• Assignment
Your task is to filter the entries and copy every line containing the string "expected".

··· Excerpted data ···

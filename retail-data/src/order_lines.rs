//! CSV loader for purchase order lines.
//!
//! ## CSV Format
//!
//! | Column | Required | Type | Notes |
//! |---------------------|----------|---------|-------------------------------------|
//! | `product` | yes | string | SKU or product name |
//! | `quantity_ordered` | yes | integer | |
//! | `unit_cost` | yes | decimal | Must be ≥ 0 |
//! | `quantity_received` | no | integer | Empty or absent means 0 received |
//!
//! ```csv
//! product,quantity_ordered,unit_cost
//! iPhone 15 Pro,20,699.00
//! AirPods Pro,15,199.00
//! ```

use std::path::Path;

use retail_core::calculations::PurchaseOrderLine;
use rust_decimal::Decimal;
use serde::Deserialize;
use tracing::info;

use crate::csv_reader;
use crate::error::CsvLoadError;

#[derive(Debug, Deserialize)]
struct CsvRow {
    product: String,
    quantity_ordered: u32,
    unit_cost: Decimal,
    quantity_received: Option<u32>,
}

/// Parses purchase order lines in file order.
///
/// # Errors
///
/// * [`CsvLoadError::Parse`] if the CSV is malformed or a value has the wrong type.
/// * [`CsvLoadError::OrderLine`] if a cost is negative or more was received
///   than ordered.
pub fn load_order_lines_from_str(input: &str) -> Result<Vec<PurchaseOrderLine>, CsvLoadError> {
    let mut reader = csv_reader(input);

    let lines = reader
        .deserialize::<CsvRow>()
        .enumerate()
        .map(|(idx, result)| {
            let record = result?;
            PurchaseOrderLine::with_received(
                record.product,
                record.quantity_ordered,
                record.quantity_received.unwrap_or(0),
                record.unit_cost,
            )
            .map_err(|source| CsvLoadError::OrderLine {
                row: idx + 1,
                source,
            })
        })
        .collect::<Result<Vec<_>, _>>()?;

    info!(lines = lines.len(), "purchase order lines loaded");
    Ok(lines)
}

/// Reads `path` and delegates to [`load_order_lines_from_str`].
///
/// # Errors
///
/// Returns [`CsvLoadError::Io`] when the file cannot be read, or any error
/// of [`load_order_lines_from_str`].
pub fn load_order_lines_from_file(path: &Path) -> Result<Vec<PurchaseOrderLine>, CsvLoadError> {
    let contents = std::fs::read_to_string(path).map_err(|source| CsvLoadError::Io {
        path: path.to_path_buf(),
        source,
    })?;
    load_order_lines_from_str(&contents)
}
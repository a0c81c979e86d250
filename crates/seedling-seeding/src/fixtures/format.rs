//! Fixture format definitions.
//!
//! Records follow the Django fixture layout so existing fixture files can be
//! reused unchanged.

use serde::{Deserialize, Serialize};
use serde_json::Value;
use std::path::Path;

/// Django-compatible fixture record.
///
/// # Example
///
/// ```json
/// {
///   "model": "sitetree.Tree",
///   "pk": 1,
///   "fields": {
///     "alias": "main_menu",
///     "title": "Main menu"
///   }
/// }
/// ```
#[derive(Debug, Clone, Serialize, Deserialize, PartialEq)]
pub struct FixtureRecord {
	/// Model identifier in format "app.Model" (e.g., "sitetree.Tree").
	pub model: String,

	/// Primary key value. Optional for auto-increment fields.
	#[serde(default, skip_serializing_if = "Option::is_none")]
	pub pk: Option<Value>,

	/// Field values as a JSON object.
	pub fields: Value,
}

impl FixtureRecord {
	/// Creates a new fixture record.
	pub fn new(model: impl Into<String>, fields: Value) -> Self {
		Self {
			model: model.into(),
			pk: None,
			fields,
		}
	}

	/// Creates a new fixture record with a primary key.
	pub fn with_pk(model: impl Into<String>, pk: Value, fields: Value) -> Self {
		Self {
			model: model.into(),
			pk: Some(pk),
			fields,
		}
	}

	/// Returns the app label portion of the model identifier.
	///
	/// ```
	/// # use seedling_seeding::fixtures::FixtureRecord;
	/// # use serde_json::json;
	/// let record = FixtureRecord::new("sitetree.TreeItem", json!({}));
	/// assert_eq!(record.app_label(), Some("sitetree"));
	/// ```
	pub fn app_label(&self) -> Option<&str> {
		self.model.split_once('.').map(|(app, _)| app)
	}

	/// Returns the model name portion of the model identifier.
	pub fn model_name(&self) -> Option<&str> {
		self.model.split_once('.').map(|(_, model)| model)
	}
}

/// Supported fixture file formats.
#[derive(Debug, Clone, Copy, PartialEq, Eq, Default, Hash)]
pub enum FixtureFormat {
	/// JSON format (default).
	#[default]
	Json,

	/// YAML format (requires `yaml` feature).
	Yaml,
}

impl FixtureFormat {
	/// Extensions tried, in order, when a fixture is looked up by name.
	pub const SEARCH_EXTENSIONS: [&'static str; 3] = ["json", "yaml", "yml"];

	/// Determines the fixture format from a file extension.
	///
	/// ```
	/// # use seedling_seeding::fixtures::FixtureFormat;
	/// assert_eq!(FixtureFormat::from_extension("json"), Some(FixtureFormat::Json));
	/// assert_eq!(FixtureFormat::from_extension("yml"), Some(FixtureFormat::Yaml));
	/// assert_eq!(FixtureFormat::from_extension("xml"), None);
	/// ```
	pub fn from_extension(ext: &str) -> Option<Self> {
		match ext.to_lowercase().as_str() {
			"json" => Some(Self::Json),
			"yaml" | "yml" => Some(Self::Yaml),
			_ => None,
		}
	}

	/// Determines the fixture format from a file path.
	pub fn from_path(path: &Path) -> Option<Self> {
		path.extension()
			.and_then(|ext| ext.to_str())
			.and_then(Self::from_extension)
	}
}

/// Parsed fixture data containing multiple records.
#[derive(Debug, Clone)]
pub struct FixtureData {
	/// Collection of fixture records, in file order.
	pub records: Vec<FixtureRecord>,

	/// Format the data was parsed from.
	pub format: FixtureFormat,

	/// Optional source file path.
	pub source: Option<String>,
}

impl FixtureData {
	/// Creates fixture data from a vector of records.
	pub fn from_records(records: Vec<FixtureRecord>, format: FixtureFormat) -> Self {
		Self {
			records,
			format,
			source: None,
		}
	}

	/// Returns the number of records.
	pub fn len(&self) -> usize {
		self.records.len()
	}

	/// Returns true if there are no records.
	pub fn is_empty(&self) -> bool {
		self.records.is_empty()
	}

	/// Splits the records into runs of consecutive records of one model.
	///
	/// Concatenating the runs gives back the records in file order.
	pub fn model_runs(&self) -> Vec<(&str, Vec<&FixtureRecord>)> {
		let mut runs: Vec<(&str, Vec<&FixtureRecord>)> = Vec::new();
		for record in &self.records {
			match runs.last_mut() {
				Some((model, run)) if *model == record.model => run.push(record),
				_ => runs.push((record.model.as_str(), vec![record])),
			}
		}
		runs
	}

	/// Keeps only records whose app label is in `app_labels`.
	///
	/// An empty filter keeps everything.
	pub fn retain_apps(&mut self, app_labels: &[String]) {
		if app_labels.is_empty() {
			return;
		}
		self.records.retain(|record| {
			record
				.app_label()
				.map(|app| app_labels.iter().any(|label| label == app))
				.unwrap_or(false)
		});
	}
}

#[cfg(test)]
mod tests {
	use super::*;
	use rstest::rstest;
	use serde_json::json;

	#[rstest]
	fn test_fixture_record_parts() {
		let record = FixtureRecord::with_pk("sitetree.TreeItem", json!(3), json!({}));
		assert_eq!(record.app_label(), Some("sitetree"));
		assert_eq!(record.model_name(), Some("TreeItem"));
		assert_eq!(record.pk, Some(json!(3)));

		let malformed = FixtureRecord::new("Tree", json!({}));
		assert_eq!(malformed.app_label(), None);
	}

	#[rstest]
	#[case("json", Some(FixtureFormat::Json))]
	#[case("JSON", Some(FixtureFormat::Json))]
	#[case("yaml", Some(FixtureFormat::Yaml))]
	#[case("yml", Some(FixtureFormat::Yaml))]
	#[case("xml", None)]
	fn test_fixture_format_from_extension(
		#[case] ext: &str,
		#[case] expected: Option<FixtureFormat>,
	) {
		assert_eq!(FixtureFormat::from_extension(ext), expected);
	}

	#[rstest]
	fn test_fixture_format_from_path() {
		assert_eq!(
			FixtureFormat::from_path(Path::new("fixtures/sitetree_menus.json")),
			Some(FixtureFormat::Json)
		);
		assert_eq!(FixtureFormat::from_path(Path::new("sitetree_menus")), None);
	}

	#[rstest]
	fn test_model_runs_keep_file_order() {
		let data = FixtureData::from_records(
			vec![
				FixtureRecord::new("sitetree.Tree", json!({"id": 1})),
				FixtureRecord::new("sitetree.TreeItem", json!({"id": 1})),
				FixtureRecord::new("sitetree.Tree", json!({"id": 2})),
			],
			FixtureFormat::Json,
		);

		let runs = data.model_runs();
		let models: Vec<_> = runs.iter().map(|(model, run)| (*model, run.len())).collect();
		assert_eq!(
			models,
			vec![
				("sitetree.Tree", 1),
				("sitetree.TreeItem", 1),
				("sitetree.Tree", 1)
			]
		);
		assert_eq!(runs[2].1[0].fields, json!({"id": 2}));
	}

	#[rstest]
	fn test_retain_apps() {
		let mut data = FixtureData::from_records(
			vec![
				FixtureRecord::new("sitetree.Tree", json!({})),
				FixtureRecord::new("boxes.Box", json!({})),
				FixtureRecord::new("sitetree.TreeItem", json!({})),
			],
			FixtureFormat::Json,
		);

		data.retain_apps(&[]);
		assert_eq!(data.len(), 3);

		data.retain_apps(&["sitetree".to_string()]);
		assert_eq!(data.len(), 2);
		assert!(data.records.iter().all(|r| r.app_label() == Some("sitetree")));
	}
}
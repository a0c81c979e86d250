//! loaddata command implementation.
//!
//! Resolves fixture names through a [`FixtureFinder`] and installs them via
//! the registered model loaders.

use async_trait::async_trait;

use crate::error::{SeedingError, SeedingResult};
use crate::fixtures::{FixtureFinder, FixtureLoader, LoadOptions, LoadResult};

/// Installs a named fixture.
///
/// `create_initial_data` depends on this seam rather than on
/// [`LoadDataCommand`] directly so that tests can substitute a fake.
#[async_trait]
pub trait FixtureInstaller: Send + Sync {
	/// Installs the fixture named `fixture` at the given verbosity.
	async fn install(&self, fixture: &str, verbosity: u8) -> SeedingResult<LoadResult>;
}

/// Arguments for the loaddata command.
#[derive(Debug, Clone, Default)]
pub struct LoadDataArgs {
	/// Fixture names or paths to load.
	pub fixture_labels: Vec<String>,
}

impl LoadDataArgs {
	/// Creates arguments for the given fixture labels.
	pub fn new<I, S>(labels: I) -> Self
	where
		I: IntoIterator<Item = S>,
		S: Into<String>,
	{
		Self {
			fixture_labels: labels.into_iter().map(Into::into).collect(),
		}
	}
}

/// Options for the loaddata command.
#[derive(Debug, Clone, Default)]
pub struct LoadDataOptions {
	/// Filter by app labels.
	pub app_labels: Vec<String>,

	/// Continue even if a model has no loader.
	pub ignore_missing: bool,

	/// Verbosity level.
	pub verbosity: u8,
}

impl LoadDataOptions {
	/// Creates new default options.
	pub fn new() -> Self {
		Self::default()
	}

	/// Sets app labels filter.
	pub fn with_app_labels(mut self, labels: Vec<String>) -> Self {
		self.app_labels = labels;
		self
	}

	/// Sets ignore missing flag.
	pub fn with_ignore_missing(mut self, ignore: bool) -> Self {
		self.ignore_missing = ignore;
		self
	}

	/// Sets verbosity level.
	pub fn with_verbosity(mut self, level: u8) -> Self {
		self.verbosity = level;
		self
	}
}

/// The loaddata command.
///
/// Equivalent to Django's `manage.py loaddata`.
///
/// # Example
///
/// ```ignore
/// let command = LoadDataCommand::new(FixtureFinder::new().with_dir("fixtures"));
/// let result = command
///     .execute(LoadDataArgs::new(["sitetree_menus"]), LoadDataOptions::new())
///     .await?;
/// println!("{}", LoadDataCommand::summary(&result));
/// ```
#[derive(Debug, Clone, Default)]
pub struct LoadDataCommand {
	finder: FixtureFinder,
}

impl LoadDataCommand {
	/// Creates a loaddata command that resolves names with `finder`.
	pub fn new(finder: FixtureFinder) -> Self {
		Self { finder }
	}

	/// Returns the command name.
	pub fn name(&self) -> &str {
		"loaddata"
	}

	/// Returns the command description.
	pub fn description(&self) -> &str {
		"Installs the named fixture(s) in the database"
	}

	/// Returns the finder used to resolve fixture names.
	pub fn finder(&self) -> &FixtureFinder {
		&self.finder
	}

	/// Executes the loaddata command.
	///
	/// Every label is resolved before anything is loaded, so a misspelled
	/// fixture name leaves the datastore untouched.
	///
	/// # Errors
	///
	/// Returns [`SeedingError::ValidationError`] when no labels are given,
	/// [`SeedingError::FixtureNotFound`] for an unresolvable label, or the
	/// first load failure.
	pub async fn execute(
		&self,
		args: LoadDataArgs,
		options: LoadDataOptions,
	) -> SeedingResult<LoadResult> {
		if args.fixture_labels.is_empty() {
			return Err(SeedingError::ValidationError {
				field: "fixture_labels".to_string(),
				message: "At least one fixture must be specified".to_string(),
			});
		}

		let paths = args
			.fixture_labels
			.iter()
			.map(|label| self.finder.find(label))
			.collect::<SeedingResult<Vec<_>>>()?;

		let loader = FixtureLoader::with_options(LoadOptions {
			app_labels: options.app_labels,
			ignore_missing: options.ignore_missing,
			verbosity: options.verbosity,
		});

		let mut total = LoadResult::default();
		for path in &paths {
			total.merge(loader.load_file(path).await?);
		}

		Ok(total)
	}

	/// Formats the summary line printed after a load.
	pub fn summary(result: &LoadResult) -> String {
		let mut summary = format!(
			"Installed {} object(s) from {} fixture(s)",
			result.records_loaded, result.fixtures_loaded
		);
		if !result.skipped_models.is_empty() {
			summary.push_str(&format!(
				"\nSkipped models: {}",
				result.skipped_models.join(", ")
			));
		}
		summary
	}
}

#[async_trait]
impl FixtureInstaller for LoadDataCommand {
	async fn install(&self, fixture: &str, verbosity: u8) -> SeedingResult<LoadResult> {
		self.execute(
			LoadDataArgs::new([fixture]),
			LoadDataOptions::new().with_verbosity(verbosity),
		)
		.await
	}
}

#[cfg(test)]
mod tests {
	use super::*;
	use rstest::rstest;
	use serial_test::serial;

	use crate::fixtures::{FixtureRecord, ModelLoader, ModelRegistry, register_model_loader};
	use serde_json::json;

	struct TestLoader {
		model_id: String,
	}

	#[async_trait]
	impl ModelLoader for TestLoader {
		fn model_id(&self) -> &str {
			&self.model_id
		}

		async fn load_record(&self, record: &FixtureRecord) -> SeedingResult<serde_json::Value> {
			Ok(record.pk.clone().unwrap_or(json!(1)))
		}
	}

	#[rstest]
	fn test_command_metadata() {
		let cmd = LoadDataCommand::default();
		assert_eq!(cmd.name(), "loaddata");
		assert!(!cmd.description().is_empty());
	}

	#[rstest]
	fn test_options_builder() {
		let options = LoadDataOptions::new()
			.with_app_labels(vec!["sitetree".to_string()])
			.with_ignore_missing(true)
			.with_verbosity(2);

		assert_eq!(options.app_labels, vec!["sitetree".to_string()]);
		assert!(options.ignore_missing);
		assert_eq!(options.verbosity, 2);
	}

	#[rstest]
	fn test_summary() {
		let result = LoadResult {
			records_loaded: 5,
			fixtures_loaded: 1,
			skipped_models: vec!["boxes.Box".to_string()],
		};
		assert_eq!(
			LoadDataCommand::summary(&result),
			"Installed 5 object(s) from 1 fixture(s)\nSkipped models: boxes.Box"
		);
	}

	#[rstest]
	#[tokio::test]
	async fn test_execute_without_labels() {
		let cmd = LoadDataCommand::default();
		let result = cmd
			.execute(LoadDataArgs::default(), LoadDataOptions::new())
			.await;
		assert!(matches!(result, Err(SeedingError::ValidationError { .. })));
	}

	#[rstest]
	#[tokio::test]
	async fn test_execute_unknown_fixture() {
		let dir = tempfile::tempdir().unwrap();
		let cmd = LoadDataCommand::new(FixtureFinder::new().with_dir(dir.path()));

		let result = cmd.install("sitetree_menus", 0).await;
		assert!(matches!(result, Err(SeedingError::FixtureNotFound(_))));
	}

	#[rstest]
	#[serial(model_registry)]
	#[tokio::test]
	async fn test_install_named_fixture() {
		let registry = ModelRegistry::new();
		registry.clear();
		register_model_loader(TestLoader {
			model_id: "sitetree.Tree".to_string(),
		});

		let dir = tempfile::tempdir().unwrap();
		std::fs::write(
			dir.path().join("sitetree_menus.json"),
			r#"[{"model": "sitetree.Tree", "pk": 1, "fields": {"alias": "main"}}]"#,
		)
		.unwrap();

		let cmd = LoadDataCommand::new(FixtureFinder::new().with_dir(dir.path()));
		let result = cmd.install("sitetree_menus", 0).await.unwrap();
		assert_eq!(result.records_loaded, 1);
		assert_eq!(result.fixtures_loaded, 1);
	}
}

···

• Problem solution
		#[case] expected: Option<FixtureFormat>,
		assert_eq!(FixtureFormat::from_extension(ext), expected);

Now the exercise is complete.